McGregor’s Dr. Alfred Jones is a fishery expert who is roped in by Blunt’s Harriet, a UK government worker who works with Thomas’ press secretary to the Prime Minister Patricia Maxwell. Their office is hoping to create a good will story for the press out of the Middle East where headlines have solely focused on bombs and war.
In the film, the fishing of the title is specifically fly fishing. McGregor, for one, discovered why millions adore the Zen-like sport. “It’s a lovely thing to learn to do. It’s beautiful. It’s really the top notch of fishing. It’s particular. You’re trying to catch only fish that feed from the surface and generally you do it in very beautiful places -- Norway, Russia, Scotland -- cold water places,” McGregor said. “Fly fishermen end up traveling a lot and traveling to very beautiful, remote places. So I think it’s very good for the soul. And the actual challenge of it, it’s far harder to catch a fish that way. So it’s quite spiritual in a way.”
For Blunt, making Salmon Fishing in the Yemen was a must because of her longstanding desire to work with the film’s director Lasse Hallstrom.
“I think Lasse is incredibly collaborative. He’s very open and he’s willing to let you find it and you play with it. He works quite similarly to how Ewan and I like to work, which was a relief.” The director of Chocolat and The Cider House Rules likes to keep things fresh and spontaneous on the set. “So going into a scene how it was on the page usually wasn’t how it ended up. And that’s a real joy when you can stretch a scene around and make it and go down different little paths that you didn’t expect.”
One thing that surprised her about the esteemed Swedish director was how quirky he came off. “He’s really odd in the most wonderful way. I don’t know if I can really get a read on him, because he almost plays the part of a buffoon and he’s always making silly jokes and tripping himself up to make us laugh,” Blunt said and smiled. “It’s like he plays the part of a clown to sort of diminish his position on set. I think he wants to be part of the gang. He doesn’t want to be seen to be the one with all the answers because I think he likes to see them unravel for themselves.”
McGregor (what are his top 10 films?) also welcomed the opportunity to work with the lauded visionary in Hallstrom.
“I think like all great directors, he stands in the middle of a great many brilliantly creative people and he lets them all work to their best,” he added. “He gently wrangles that. But he lets everybody excel. And poor, inexperienced directors are the ones who feel that they have to make every decision and everything has to go through them and the actors must stand here and do this.”
Besides working with Hallstrom, McGregor wanted to work in his homeland of Scotland, particularly in the scenic Highlands. Filming there is something he tries to do at least every couple of years since he moved full-time to Los Angeles.

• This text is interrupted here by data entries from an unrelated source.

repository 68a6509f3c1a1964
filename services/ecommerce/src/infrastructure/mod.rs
//! 基础设施层

pub mod persistence;
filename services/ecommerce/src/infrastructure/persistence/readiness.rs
//! 数据库就绪检查

use async_trait::async_trait;
use shop_adapter_postgres::check_connection;
use shop_errors::AppResult;
use sqlx::PgPool;

use crate::api::http::ReadinessProbe;

pub struct PostgresReadiness {
    pool: PgPool,
}

impl PostgresReadiness {
    pub fn new(pool: PgPool) -> Self {
        Self { pool }
    }
}

#[async_trait]
impl ReadinessProbe for PostgresReadiness {
    fn name(&self) -> &'static str {
        "postgres"
    }

    async fn check(&self) -> AppResult<()> {
        check_connection(&self.pool).await
    }
}
//! PostgreSQL 订单仓储实现

use async_trait::async_trait;
use chrono::NaiveDateTime;
use shop_adapter_postgres::{ConstraintViolation, constraint_violation, map_sqlx_error};
use shop_common::{OrderId, ProductId, UserId};
use shop_errors::{AppError, AppResult};
use sqlx::PgPool;
use tracing::debug;

use super::postgres_product_repository::ProductRow;
use crate::domain::{NewOrder, Order, OrderRepository, Product};

pub struct PostgresOrderRepository {
    pool: PgPool,
}

impl PostgresOrderRepository {
    pub fn new(pool: PgPool) -> Self {
        Self { pool }
    }
}

#[async_trait]
impl OrderRepository for PostgresOrderRepository {
    async fn find_by_id(&self, id: OrderId) -> AppResult<Option<Order>> {
        let row = sqlx::query_as::<_, OrderRow>(
            r#"
            SELECT o.id, o.order_date, o.user_id,
                   ARRAY(SELECT op.product_id FROM order_products op WHERE op.order_id = o.id ORDER BY op.product_id) AS product_ids
            FROM orders o
            WHERE o.id = $1
            "#,
        )
        .bind(id.0)
        .fetch_optional(&self.pool)
        .await
        .map_err(map_sqlx_error)?;

        Ok(row.map(Into::into))
    }

    /// 返回数据库实际保存的行，`TIMESTAMP` 只保留到微秒
    async fn create(&self, order: NewOrder) -> AppResult<Order> {
        let row = sqlx::query_as::<_, OrderRow>(
            r#"
            INSERT INTO orders (order_date, user_id)
            VALUES ($1, $2)
            RETURNING id, order_date, user_id, ARRAY[]::BIGINT[] AS product_ids
            "#,
        )
        .bind(order.order_date)
        .bind(order.user_id.0)
        .fetch_one(&self.pool)
        .await
        .map_err(|e| match constraint_violation(&e) {
            Some(ConstraintViolation::ForeignKey(_)) => {
                AppError::validation(format!("User {} not found", order.user_id))
            }
            _ => map_sqlx_error(e),
        })?;

        Ok(row.into())
    }

    async fn list_by_user(&self, user_id: UserId) -> AppResult<Vec<Order>> {
        let rows = sqlx::query_as::<_, OrderRow>(
            r#"
            SELECT o.id, o.order_date, o.user_id,
                   ARRAY(SELECT op.product_id FROM order_products op WHERE op.order_id = o.id ORDER BY op.product_id) AS product_ids
            FROM orders o
            WHERE o.user_id = $1
            ORDER BY o.id
            "#,
        )
        .bind(user_id.0)
        .fetch_all(&self.pool)
        .await
        .map_err(map_sqlx_error)?;

        Ok(rows.into_iter().map(Into::into).collect())
    }

    async fn list_products(&self, order_id: OrderId) -> AppResult<Vec<Product>> {
        let rows = sqlx::query_as::<_, ProductRow>(
            r#"
            SELECT p.id, p.product_name, p.price,
                   ARRAY(SELECT x.order_id FROM order_products x WHERE x.product_id = p.id ORDER BY x.order_id) AS order_ids
            FROM products p
            INNER JOIN order_products op ON p.id = op.product_id
            WHERE op.order_id = $1
            ORDER BY p.id
            "#,
        )
        .bind(order_id.0)
        .fetch_all(&self.pool)
        .await
        .map_err(map_sqlx_error)?;

        Ok(rows.into_iter().map(Into::into).collect())
    }

    async fn contains_product(&self, order_id: OrderId, product_id: ProductId) -> AppResult<bool> {
        let (exists,): (bool,) = sqlx::query_as(
            "SELECT EXISTS(SELECT 1 FROM order_products WHERE order_id = $1 AND product_id = $2)",
        )
        .bind(order_id.0)
        .bind(product_id.0)
        .fetch_one(&self.pool)
        .await
        .map_err(map_sqlx_error)?;

        Ok(exists)
    }

    async fn add_product(&self, order_id: OrderId, product_id: ProductId) -> AppResult<bool> {
        // 复合主键保证同一对 (order, product) 至多一行
        let result = sqlx::query(
            r#"
            INSERT INTO order_products (order_id, product_id)
            VALUES ($1, $2)
            ON CONFLICT (order_id, product_id) DO NOTHING
            "#,
        )
        .bind(order_id.0)
        .bind(product_id.0)
        .execute(&self.pool)
        .await
        .map_err(map_sqlx_error)?;

        let inserted = result.rows_affected() == 1;
        debug!(%order_id, %product_id, inserted, "Order membership insert");
        Ok(inserted)
    }

    async fn remove_product(&self, order_id: OrderId, product_id: ProductId) -> AppResult<bool> {
        let result =
            sqlx::query("DELETE FROM order_products WHERE order_id = $1 AND product_id = $2")
                .bind(order_id.0)
                .bind(product_id.0)
                .execute(&self.pool)
                .await
                .map_err(map_sqlx_error)?;

        Ok(result.rows_affected() == 1)
    }
}

// ============ 数据行映射 ============

#[derive(sqlx::FromRow)]
struct OrderRow {
    id: i64,
    order_date: NaiveDateTime,
    user_id: i64,
    product_ids: Vec<i64>,
}

impl From<OrderRow> for Order {
    fn from(row: OrderRow) -> Self {
        Order {
            id: OrderId(row.id),
            order_date: row.order_date,
            user_id: UserId(row.user_id),
            product_ids: row.product_ids.into_iter().map(ProductId).collect(),
        }
    }
}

“Most of the films I’ve made I’ve been in Glasgow which is an amazing city. But we shot right up in the heart of the Highlands and it is absolutely majestic up there. It’s beautiful. And when you’re filming lots of times you hang around so it’s quite nice to hang around looking up at the hills,” McGregor said. “It was very special to me in that respect.”
McGregor even had his character’s birth geography changed from the book Salmon Fishing in the Yemen. “I worked that into my character Alfred, who in the novel isn’t a Scotsman. And I felt very strongly when I read the script that he could be and that it would help if he was,” McGregor said. “Then when I met Simon (screenwriter Beaufoy), he encouraged me to use this accent, this Morningside accent, which is a very uptight, Edinburgh accent, kind of a little bit full posh. I wasn’t sure about it. Then when I first met Emily, we met in the rehearsal room and I was telling her that I didn’t know whether to use this accent or not. She said, ‘Let me hear it.’ So we read a scene with it and she said, ‘You’ve got to use that accent!’”
Blunt hopes audiences will find the same joy in the film as she did upon first reading the script. “It kind of leaps out to you and speaks to you. I just loved it,” Blunt said. “I loved it in the first ten pages. I thought it was so funny and it had such wit. I think there was something whimsical about it. It felt different and that’s always a good thing.”